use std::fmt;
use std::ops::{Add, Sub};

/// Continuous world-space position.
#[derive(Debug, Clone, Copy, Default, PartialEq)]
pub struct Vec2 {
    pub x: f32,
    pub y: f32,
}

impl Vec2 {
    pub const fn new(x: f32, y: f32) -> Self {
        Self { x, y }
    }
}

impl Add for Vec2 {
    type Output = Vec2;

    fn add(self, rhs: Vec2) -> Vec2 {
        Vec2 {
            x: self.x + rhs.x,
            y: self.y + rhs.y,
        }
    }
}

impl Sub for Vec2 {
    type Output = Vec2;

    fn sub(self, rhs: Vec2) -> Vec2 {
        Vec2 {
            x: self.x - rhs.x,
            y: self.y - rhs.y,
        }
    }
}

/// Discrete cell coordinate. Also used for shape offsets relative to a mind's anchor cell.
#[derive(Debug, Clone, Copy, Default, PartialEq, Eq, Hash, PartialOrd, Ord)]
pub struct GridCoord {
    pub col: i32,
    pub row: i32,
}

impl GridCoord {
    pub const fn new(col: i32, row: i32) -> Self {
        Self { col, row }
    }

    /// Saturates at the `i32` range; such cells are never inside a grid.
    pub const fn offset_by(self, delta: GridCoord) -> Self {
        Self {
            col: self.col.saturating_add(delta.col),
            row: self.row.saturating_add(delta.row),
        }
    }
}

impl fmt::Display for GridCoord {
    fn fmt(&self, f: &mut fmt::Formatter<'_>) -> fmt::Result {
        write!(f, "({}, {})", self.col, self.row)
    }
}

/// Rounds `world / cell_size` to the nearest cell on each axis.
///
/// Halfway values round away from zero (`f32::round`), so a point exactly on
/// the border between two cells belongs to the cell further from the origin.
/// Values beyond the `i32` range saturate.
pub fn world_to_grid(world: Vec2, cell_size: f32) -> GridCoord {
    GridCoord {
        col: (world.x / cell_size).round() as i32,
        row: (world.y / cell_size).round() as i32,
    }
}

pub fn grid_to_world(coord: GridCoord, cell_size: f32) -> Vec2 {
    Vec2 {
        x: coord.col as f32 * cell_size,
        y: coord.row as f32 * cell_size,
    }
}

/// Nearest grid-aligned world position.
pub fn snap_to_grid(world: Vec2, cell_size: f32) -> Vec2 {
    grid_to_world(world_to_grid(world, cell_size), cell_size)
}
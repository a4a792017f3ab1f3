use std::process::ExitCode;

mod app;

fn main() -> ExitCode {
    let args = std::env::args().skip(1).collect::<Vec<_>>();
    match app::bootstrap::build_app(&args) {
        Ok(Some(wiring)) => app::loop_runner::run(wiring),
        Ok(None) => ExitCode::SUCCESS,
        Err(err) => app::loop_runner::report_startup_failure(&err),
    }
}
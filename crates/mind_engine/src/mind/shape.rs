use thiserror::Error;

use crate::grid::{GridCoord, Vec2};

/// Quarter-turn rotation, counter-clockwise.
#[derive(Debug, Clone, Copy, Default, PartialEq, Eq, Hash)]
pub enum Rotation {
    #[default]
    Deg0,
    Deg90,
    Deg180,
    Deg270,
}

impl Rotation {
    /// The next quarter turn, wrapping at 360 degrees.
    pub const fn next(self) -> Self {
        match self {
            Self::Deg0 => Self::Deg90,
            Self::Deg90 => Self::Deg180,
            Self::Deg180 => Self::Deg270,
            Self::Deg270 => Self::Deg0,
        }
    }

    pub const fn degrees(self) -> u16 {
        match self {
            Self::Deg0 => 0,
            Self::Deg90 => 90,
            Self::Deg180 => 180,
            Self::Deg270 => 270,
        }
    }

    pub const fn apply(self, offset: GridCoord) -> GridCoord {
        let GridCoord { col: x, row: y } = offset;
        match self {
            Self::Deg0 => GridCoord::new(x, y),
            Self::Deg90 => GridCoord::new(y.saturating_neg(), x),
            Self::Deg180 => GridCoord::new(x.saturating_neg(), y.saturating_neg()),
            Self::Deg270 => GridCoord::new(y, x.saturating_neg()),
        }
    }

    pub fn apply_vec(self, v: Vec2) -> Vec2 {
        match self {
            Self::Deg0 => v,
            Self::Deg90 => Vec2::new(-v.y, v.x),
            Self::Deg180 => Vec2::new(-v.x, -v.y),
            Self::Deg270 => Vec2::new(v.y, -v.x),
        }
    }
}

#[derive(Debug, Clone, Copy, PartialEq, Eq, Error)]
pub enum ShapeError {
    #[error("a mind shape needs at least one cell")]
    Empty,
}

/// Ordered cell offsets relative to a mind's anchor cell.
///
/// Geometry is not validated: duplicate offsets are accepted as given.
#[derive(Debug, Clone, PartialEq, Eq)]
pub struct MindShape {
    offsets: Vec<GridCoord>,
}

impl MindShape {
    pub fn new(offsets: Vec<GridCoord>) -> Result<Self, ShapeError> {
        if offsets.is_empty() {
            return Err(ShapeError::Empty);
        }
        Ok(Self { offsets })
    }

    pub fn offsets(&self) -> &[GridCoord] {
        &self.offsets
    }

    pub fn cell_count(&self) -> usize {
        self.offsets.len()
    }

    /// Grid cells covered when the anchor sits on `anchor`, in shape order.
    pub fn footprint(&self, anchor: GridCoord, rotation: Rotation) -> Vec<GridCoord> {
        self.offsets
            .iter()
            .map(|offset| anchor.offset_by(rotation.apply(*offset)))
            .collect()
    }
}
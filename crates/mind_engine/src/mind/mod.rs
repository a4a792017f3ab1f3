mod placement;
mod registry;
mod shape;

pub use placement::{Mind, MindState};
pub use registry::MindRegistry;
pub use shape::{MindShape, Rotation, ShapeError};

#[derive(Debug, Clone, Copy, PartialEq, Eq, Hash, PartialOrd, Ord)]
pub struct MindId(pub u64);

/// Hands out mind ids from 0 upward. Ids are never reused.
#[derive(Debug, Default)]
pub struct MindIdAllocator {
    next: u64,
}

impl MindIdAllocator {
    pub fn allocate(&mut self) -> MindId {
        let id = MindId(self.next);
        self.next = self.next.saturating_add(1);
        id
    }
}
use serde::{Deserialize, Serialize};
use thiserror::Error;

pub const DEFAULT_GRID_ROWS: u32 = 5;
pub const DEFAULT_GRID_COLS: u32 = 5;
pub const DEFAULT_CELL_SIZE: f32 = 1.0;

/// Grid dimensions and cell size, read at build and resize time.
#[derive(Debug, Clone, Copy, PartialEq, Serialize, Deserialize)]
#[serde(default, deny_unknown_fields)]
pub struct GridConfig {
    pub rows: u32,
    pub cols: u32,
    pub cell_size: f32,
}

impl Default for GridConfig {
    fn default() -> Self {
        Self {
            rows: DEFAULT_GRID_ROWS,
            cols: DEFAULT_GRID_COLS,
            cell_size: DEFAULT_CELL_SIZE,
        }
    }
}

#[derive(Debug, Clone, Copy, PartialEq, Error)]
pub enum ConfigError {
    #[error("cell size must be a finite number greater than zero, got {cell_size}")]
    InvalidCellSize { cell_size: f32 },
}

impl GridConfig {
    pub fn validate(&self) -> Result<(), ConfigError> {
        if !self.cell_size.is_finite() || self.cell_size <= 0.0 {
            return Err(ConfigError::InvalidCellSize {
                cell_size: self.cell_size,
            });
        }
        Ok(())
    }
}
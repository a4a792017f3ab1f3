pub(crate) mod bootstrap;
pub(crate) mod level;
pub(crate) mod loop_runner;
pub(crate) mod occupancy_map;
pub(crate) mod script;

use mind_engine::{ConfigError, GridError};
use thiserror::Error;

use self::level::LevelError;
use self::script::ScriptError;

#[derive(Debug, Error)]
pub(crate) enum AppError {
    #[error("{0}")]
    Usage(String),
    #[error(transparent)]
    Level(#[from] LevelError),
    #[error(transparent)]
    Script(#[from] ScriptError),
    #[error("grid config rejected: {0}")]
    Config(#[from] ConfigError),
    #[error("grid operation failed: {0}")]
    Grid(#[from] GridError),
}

┄┄┄┄┄┄

> **PROBLEM TO WORK ON**
In the entries above, find each line with the word "impl" and show it.

> **OUTPUT OF THE TASK**
impl Vec2 {
impl Add for Vec2 {
impl Sub for Vec2 {
impl GridCoord {
impl fmt::Display for GridCoord {
impl Rotation {
impl MindShape {
impl MindIdAllocator {
impl Default for GridConfig {
impl GridConfig {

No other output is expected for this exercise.